**Saved entries**:
============

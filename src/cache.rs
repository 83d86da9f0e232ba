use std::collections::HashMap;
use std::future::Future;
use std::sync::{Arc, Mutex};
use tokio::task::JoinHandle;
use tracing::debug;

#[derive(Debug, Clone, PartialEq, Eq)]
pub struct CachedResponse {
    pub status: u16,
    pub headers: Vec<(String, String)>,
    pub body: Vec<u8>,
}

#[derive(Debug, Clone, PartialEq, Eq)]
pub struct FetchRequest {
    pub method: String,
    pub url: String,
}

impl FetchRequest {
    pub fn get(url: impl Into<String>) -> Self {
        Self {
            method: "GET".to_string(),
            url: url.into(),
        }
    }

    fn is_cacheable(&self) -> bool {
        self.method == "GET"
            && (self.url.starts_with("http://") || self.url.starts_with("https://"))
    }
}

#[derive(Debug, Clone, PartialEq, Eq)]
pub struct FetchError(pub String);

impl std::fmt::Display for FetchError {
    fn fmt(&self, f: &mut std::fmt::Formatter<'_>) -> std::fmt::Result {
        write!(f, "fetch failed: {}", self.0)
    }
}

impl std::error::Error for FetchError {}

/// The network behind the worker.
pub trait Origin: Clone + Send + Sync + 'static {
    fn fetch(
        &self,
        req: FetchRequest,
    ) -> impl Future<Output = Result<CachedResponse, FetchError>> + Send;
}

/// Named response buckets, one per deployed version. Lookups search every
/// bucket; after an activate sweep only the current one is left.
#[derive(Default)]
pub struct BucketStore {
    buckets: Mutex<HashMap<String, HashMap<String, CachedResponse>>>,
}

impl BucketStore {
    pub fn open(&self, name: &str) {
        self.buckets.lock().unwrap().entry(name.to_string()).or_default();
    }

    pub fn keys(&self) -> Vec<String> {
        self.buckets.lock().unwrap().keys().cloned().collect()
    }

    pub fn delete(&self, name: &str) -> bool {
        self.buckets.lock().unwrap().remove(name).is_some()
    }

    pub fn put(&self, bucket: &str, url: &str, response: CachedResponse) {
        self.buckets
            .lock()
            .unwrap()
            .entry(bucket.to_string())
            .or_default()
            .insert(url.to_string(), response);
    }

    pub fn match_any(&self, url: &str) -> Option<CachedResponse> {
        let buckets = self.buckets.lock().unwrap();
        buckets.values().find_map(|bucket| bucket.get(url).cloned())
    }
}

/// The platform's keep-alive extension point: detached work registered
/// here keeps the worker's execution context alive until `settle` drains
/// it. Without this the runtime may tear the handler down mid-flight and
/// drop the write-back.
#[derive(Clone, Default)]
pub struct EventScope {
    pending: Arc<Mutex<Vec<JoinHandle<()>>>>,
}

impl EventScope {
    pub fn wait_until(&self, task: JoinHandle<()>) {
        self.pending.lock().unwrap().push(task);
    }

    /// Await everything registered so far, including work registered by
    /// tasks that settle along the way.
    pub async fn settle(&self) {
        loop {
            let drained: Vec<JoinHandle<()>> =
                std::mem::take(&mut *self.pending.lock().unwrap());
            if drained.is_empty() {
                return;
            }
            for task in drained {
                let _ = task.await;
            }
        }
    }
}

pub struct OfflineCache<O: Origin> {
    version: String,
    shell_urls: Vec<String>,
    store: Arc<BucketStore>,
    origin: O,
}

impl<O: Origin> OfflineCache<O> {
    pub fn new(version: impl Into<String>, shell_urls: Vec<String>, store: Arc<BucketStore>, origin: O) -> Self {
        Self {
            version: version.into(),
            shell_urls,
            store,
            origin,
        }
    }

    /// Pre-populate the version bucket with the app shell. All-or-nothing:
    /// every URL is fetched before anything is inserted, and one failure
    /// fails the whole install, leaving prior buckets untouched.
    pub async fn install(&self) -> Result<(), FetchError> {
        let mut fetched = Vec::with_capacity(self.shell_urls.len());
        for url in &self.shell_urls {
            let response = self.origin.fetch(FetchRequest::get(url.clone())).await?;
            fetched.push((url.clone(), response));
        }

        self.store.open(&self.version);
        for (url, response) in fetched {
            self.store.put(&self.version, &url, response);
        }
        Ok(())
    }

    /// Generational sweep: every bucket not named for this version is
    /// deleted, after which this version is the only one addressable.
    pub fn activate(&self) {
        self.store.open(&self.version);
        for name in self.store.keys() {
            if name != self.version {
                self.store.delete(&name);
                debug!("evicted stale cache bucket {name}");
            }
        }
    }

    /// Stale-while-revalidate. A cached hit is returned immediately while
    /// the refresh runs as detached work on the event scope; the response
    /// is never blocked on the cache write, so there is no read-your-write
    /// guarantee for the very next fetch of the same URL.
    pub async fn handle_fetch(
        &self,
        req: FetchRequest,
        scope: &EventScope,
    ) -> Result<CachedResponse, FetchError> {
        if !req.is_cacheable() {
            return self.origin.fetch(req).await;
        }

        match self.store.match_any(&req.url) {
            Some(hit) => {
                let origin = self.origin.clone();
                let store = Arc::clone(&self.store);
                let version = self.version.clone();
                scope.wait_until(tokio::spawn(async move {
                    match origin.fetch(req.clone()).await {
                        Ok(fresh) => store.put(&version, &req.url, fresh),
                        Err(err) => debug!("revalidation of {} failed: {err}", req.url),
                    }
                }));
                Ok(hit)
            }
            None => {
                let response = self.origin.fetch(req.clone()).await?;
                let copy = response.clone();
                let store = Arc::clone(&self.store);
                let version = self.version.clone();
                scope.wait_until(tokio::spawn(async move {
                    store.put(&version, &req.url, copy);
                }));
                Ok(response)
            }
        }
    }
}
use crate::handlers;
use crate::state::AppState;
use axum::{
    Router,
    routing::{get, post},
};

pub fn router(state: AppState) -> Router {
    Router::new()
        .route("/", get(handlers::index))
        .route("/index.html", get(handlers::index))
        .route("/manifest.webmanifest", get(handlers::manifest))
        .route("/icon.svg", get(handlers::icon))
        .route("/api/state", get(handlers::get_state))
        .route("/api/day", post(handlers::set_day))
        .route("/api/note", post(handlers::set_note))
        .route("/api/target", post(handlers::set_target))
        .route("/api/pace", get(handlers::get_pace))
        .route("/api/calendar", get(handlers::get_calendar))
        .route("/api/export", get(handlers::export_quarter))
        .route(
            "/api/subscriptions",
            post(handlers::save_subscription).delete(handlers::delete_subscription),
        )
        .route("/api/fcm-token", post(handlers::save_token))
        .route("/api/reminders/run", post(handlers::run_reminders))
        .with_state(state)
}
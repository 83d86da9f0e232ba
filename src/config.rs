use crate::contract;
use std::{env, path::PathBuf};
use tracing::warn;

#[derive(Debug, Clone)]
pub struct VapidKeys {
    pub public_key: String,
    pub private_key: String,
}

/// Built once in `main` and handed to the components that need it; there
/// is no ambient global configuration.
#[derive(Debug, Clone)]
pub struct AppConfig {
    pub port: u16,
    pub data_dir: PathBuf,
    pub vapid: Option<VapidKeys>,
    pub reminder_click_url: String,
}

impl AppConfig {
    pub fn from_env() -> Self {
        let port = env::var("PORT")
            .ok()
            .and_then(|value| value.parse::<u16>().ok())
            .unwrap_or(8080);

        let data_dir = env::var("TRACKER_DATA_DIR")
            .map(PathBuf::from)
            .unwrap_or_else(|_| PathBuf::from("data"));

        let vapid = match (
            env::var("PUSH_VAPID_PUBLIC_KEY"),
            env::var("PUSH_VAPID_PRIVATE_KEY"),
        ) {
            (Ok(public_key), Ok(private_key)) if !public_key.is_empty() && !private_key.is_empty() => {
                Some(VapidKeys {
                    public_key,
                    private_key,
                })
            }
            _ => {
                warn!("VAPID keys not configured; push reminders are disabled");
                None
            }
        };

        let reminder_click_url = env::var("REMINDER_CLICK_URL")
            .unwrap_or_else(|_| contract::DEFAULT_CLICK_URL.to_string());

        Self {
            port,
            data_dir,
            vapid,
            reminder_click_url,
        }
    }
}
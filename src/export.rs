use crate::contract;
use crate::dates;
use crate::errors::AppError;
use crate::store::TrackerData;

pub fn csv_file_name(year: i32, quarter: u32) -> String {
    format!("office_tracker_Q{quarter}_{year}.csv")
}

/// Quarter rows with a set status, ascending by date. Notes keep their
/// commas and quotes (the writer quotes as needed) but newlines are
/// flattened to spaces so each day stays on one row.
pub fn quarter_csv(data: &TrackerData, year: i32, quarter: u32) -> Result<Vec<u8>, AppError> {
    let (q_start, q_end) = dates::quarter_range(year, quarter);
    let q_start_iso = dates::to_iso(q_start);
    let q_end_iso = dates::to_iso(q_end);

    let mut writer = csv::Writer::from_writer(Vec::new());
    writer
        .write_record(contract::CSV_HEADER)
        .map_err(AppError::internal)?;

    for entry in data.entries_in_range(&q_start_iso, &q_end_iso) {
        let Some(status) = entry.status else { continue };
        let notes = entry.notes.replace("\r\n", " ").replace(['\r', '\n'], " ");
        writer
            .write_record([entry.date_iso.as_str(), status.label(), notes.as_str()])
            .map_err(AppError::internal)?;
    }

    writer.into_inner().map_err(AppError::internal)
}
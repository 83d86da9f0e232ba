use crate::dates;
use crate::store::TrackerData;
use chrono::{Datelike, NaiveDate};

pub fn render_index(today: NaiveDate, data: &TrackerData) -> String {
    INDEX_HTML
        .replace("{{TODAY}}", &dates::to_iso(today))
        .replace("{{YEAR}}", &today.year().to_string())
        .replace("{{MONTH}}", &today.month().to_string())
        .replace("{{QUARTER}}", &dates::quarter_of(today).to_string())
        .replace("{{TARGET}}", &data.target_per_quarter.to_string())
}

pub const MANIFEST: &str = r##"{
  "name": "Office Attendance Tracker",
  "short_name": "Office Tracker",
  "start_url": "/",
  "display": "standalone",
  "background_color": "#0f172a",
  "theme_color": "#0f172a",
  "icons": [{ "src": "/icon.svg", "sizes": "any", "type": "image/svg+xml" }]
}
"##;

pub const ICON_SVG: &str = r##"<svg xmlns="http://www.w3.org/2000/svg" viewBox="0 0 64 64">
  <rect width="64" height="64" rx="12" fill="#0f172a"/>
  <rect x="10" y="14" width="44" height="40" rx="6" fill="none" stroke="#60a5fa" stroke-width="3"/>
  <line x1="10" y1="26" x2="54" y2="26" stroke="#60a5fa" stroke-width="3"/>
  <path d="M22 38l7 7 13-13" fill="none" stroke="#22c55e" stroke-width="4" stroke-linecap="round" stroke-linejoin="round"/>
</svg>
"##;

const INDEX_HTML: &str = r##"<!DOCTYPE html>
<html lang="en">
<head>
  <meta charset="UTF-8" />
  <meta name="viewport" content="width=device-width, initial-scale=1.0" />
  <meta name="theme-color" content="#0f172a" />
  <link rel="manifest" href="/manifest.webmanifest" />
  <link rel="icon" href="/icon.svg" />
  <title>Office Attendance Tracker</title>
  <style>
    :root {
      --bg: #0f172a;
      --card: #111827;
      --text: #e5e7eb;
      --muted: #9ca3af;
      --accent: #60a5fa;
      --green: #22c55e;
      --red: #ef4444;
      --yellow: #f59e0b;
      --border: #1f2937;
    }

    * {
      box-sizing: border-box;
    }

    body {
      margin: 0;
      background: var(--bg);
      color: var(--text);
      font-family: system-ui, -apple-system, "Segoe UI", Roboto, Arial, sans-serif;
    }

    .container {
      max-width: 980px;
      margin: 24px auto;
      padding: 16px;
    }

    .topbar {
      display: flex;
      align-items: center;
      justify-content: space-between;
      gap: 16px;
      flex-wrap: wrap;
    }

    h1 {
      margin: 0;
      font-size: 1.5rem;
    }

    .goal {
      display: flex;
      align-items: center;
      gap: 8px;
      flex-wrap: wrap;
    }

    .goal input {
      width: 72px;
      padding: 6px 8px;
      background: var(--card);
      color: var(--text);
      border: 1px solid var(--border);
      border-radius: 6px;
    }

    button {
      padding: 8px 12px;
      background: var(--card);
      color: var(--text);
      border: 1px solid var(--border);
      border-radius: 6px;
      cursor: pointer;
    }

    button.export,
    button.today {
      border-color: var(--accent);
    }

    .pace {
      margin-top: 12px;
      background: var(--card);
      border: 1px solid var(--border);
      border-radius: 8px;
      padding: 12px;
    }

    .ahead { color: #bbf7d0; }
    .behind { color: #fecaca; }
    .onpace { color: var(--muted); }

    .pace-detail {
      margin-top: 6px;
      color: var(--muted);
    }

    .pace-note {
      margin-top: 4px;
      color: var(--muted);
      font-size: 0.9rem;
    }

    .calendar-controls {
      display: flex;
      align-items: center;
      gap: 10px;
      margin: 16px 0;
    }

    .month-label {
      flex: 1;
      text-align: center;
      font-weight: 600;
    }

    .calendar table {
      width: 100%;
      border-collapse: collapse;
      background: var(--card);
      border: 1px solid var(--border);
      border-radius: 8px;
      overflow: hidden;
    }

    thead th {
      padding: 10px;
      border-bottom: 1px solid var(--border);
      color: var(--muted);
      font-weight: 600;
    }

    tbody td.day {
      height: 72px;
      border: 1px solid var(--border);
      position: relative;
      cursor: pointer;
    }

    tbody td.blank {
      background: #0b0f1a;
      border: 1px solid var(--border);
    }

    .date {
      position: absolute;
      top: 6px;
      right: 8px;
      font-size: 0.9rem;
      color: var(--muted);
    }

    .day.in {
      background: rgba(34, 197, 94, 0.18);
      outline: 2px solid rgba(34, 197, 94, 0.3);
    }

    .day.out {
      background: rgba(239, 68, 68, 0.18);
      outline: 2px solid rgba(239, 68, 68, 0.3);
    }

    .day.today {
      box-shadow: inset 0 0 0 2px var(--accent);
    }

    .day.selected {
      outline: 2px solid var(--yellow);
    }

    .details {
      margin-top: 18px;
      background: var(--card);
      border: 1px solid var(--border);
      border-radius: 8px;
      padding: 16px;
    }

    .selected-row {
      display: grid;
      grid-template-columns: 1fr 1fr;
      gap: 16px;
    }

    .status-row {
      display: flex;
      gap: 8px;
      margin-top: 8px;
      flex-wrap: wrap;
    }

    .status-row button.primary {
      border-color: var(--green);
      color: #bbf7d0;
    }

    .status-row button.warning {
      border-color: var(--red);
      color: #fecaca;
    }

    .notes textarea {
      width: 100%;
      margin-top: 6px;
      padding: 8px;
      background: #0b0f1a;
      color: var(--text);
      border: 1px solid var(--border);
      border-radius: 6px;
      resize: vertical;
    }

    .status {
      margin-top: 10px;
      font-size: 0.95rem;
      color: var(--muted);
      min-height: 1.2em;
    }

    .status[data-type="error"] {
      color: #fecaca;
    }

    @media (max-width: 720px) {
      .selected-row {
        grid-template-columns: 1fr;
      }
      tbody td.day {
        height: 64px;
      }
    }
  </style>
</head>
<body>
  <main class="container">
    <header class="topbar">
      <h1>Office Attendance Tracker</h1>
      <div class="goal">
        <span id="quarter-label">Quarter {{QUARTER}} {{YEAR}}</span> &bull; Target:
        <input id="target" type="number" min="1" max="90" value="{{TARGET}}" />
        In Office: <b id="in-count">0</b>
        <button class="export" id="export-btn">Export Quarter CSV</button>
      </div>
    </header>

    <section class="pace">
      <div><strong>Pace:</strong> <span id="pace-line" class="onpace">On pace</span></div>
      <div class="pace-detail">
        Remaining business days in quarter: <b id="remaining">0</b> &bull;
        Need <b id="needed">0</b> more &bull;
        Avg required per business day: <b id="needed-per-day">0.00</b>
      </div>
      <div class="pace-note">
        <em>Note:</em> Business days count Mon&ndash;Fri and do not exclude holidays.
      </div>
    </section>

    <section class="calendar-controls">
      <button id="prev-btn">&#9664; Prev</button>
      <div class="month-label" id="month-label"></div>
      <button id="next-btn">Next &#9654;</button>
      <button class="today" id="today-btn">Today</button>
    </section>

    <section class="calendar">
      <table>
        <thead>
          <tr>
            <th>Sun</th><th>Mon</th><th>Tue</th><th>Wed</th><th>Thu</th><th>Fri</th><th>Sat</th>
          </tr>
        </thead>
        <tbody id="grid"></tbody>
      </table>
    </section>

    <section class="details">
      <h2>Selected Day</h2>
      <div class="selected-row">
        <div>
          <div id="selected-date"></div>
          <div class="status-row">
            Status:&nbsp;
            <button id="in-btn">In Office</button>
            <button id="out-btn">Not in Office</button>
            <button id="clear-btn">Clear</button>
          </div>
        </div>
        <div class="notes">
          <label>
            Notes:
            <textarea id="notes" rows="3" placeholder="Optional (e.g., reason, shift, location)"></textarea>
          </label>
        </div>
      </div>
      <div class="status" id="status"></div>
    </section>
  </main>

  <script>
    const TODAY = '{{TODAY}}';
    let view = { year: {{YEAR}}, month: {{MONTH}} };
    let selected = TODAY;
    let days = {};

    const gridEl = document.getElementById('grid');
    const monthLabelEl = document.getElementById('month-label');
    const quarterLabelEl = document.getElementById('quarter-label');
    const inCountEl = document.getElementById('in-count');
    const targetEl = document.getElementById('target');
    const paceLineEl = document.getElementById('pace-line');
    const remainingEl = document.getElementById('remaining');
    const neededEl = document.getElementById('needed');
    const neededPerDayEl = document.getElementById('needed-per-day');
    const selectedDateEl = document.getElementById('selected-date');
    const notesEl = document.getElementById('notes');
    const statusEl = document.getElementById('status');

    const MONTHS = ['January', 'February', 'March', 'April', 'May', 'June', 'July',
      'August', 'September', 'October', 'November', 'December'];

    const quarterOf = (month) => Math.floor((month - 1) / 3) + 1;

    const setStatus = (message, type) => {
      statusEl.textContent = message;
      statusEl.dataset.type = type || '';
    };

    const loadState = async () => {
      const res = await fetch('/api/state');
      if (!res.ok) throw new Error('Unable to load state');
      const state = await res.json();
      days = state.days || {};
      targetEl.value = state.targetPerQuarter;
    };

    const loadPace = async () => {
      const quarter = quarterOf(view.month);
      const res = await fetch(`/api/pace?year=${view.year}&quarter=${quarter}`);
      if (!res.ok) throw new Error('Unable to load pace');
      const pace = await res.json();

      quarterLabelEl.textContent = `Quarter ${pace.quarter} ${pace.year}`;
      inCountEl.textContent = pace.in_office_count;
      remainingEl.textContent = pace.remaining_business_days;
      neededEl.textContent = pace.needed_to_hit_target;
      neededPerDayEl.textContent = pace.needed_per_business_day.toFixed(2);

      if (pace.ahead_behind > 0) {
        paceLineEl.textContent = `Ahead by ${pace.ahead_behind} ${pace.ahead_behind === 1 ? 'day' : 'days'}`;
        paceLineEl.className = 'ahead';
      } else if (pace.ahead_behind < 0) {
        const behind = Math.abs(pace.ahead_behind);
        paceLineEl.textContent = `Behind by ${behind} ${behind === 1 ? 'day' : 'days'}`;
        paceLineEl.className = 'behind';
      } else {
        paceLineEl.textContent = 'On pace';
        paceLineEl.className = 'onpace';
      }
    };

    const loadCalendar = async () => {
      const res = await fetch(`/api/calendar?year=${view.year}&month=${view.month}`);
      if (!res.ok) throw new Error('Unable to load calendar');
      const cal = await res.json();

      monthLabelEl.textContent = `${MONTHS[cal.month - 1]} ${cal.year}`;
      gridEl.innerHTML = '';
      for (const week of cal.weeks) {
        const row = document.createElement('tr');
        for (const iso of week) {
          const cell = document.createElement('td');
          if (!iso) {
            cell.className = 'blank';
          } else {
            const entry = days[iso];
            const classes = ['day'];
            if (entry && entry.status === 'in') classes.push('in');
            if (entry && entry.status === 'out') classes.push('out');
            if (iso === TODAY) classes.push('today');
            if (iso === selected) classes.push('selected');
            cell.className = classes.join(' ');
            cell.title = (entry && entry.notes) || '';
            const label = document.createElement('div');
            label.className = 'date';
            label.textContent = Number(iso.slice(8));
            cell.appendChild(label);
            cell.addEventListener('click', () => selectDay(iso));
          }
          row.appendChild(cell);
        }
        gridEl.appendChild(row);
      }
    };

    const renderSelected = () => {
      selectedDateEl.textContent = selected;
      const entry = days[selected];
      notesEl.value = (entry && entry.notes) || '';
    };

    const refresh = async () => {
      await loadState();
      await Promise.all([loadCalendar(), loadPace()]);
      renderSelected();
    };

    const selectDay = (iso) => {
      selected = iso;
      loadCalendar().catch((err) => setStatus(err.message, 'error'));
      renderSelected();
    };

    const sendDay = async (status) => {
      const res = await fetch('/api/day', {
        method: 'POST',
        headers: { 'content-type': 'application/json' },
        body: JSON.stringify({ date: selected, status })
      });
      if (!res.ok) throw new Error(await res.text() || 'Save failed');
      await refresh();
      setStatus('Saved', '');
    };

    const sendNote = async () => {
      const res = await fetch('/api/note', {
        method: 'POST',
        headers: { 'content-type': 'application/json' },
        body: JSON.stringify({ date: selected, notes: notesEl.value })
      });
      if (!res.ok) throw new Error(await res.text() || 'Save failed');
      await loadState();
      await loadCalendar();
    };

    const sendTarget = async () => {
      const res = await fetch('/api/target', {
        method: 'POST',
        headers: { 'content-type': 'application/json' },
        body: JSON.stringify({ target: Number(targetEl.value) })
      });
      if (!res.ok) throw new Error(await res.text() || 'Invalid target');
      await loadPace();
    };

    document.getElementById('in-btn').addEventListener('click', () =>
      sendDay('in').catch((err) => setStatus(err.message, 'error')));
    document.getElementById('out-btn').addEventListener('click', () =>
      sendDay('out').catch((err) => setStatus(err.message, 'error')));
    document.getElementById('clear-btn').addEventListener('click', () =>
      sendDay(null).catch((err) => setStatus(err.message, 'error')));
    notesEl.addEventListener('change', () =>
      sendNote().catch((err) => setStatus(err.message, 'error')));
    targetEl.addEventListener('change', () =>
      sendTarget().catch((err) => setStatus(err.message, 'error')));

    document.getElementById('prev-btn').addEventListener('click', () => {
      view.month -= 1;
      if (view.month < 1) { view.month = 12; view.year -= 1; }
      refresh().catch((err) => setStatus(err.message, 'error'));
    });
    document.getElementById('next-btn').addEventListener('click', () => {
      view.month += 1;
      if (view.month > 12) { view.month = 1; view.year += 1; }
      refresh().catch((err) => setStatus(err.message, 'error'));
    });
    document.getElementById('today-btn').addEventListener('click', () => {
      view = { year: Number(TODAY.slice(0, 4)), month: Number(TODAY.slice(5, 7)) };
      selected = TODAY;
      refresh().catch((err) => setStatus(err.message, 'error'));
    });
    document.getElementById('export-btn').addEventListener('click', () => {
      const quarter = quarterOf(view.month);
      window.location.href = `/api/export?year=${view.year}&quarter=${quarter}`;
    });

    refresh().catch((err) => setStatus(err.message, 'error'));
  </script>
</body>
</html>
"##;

============

**Problem to work on**: Copy every line of the records above, starting with the first, up to and including the line containing "impl std::fmt::Display for".

**Result for this exercise**:
filename src/cache.rs
repository 83d86da9f0e232ba
use std::collections::HashMap;
use std::future::Future;
use std::sync::{Arc, Mutex};
use tokio::task::JoinHandle;
use tracing::debug;

#[derive(Debug, Clone, PartialEq, Eq)]
pub struct CachedResponse {
    pub status: u16,
    pub headers: Vec<(String, String)>,
    pub body: Vec<u8>,
}

#[derive(Debug, Clone, PartialEq, Eq)]
pub struct FetchRequest {
    pub method: String,
    pub url: String,
}

impl FetchRequest {
    pub fn get(url: impl Into<String>) -> Self {
        Self {
            method: "GET".to_string(),
            url: url.into(),
        }
    }

    fn is_cacheable(&self) -> bool {
        self.method == "GET"
            && (self.url.starts_with("http://") || self.url.starts_with("https://"))
    }
}

#[derive(Debug, Clone, PartialEq, Eq)]
pub struct FetchError(pub String);

impl std::fmt::Display for FetchError {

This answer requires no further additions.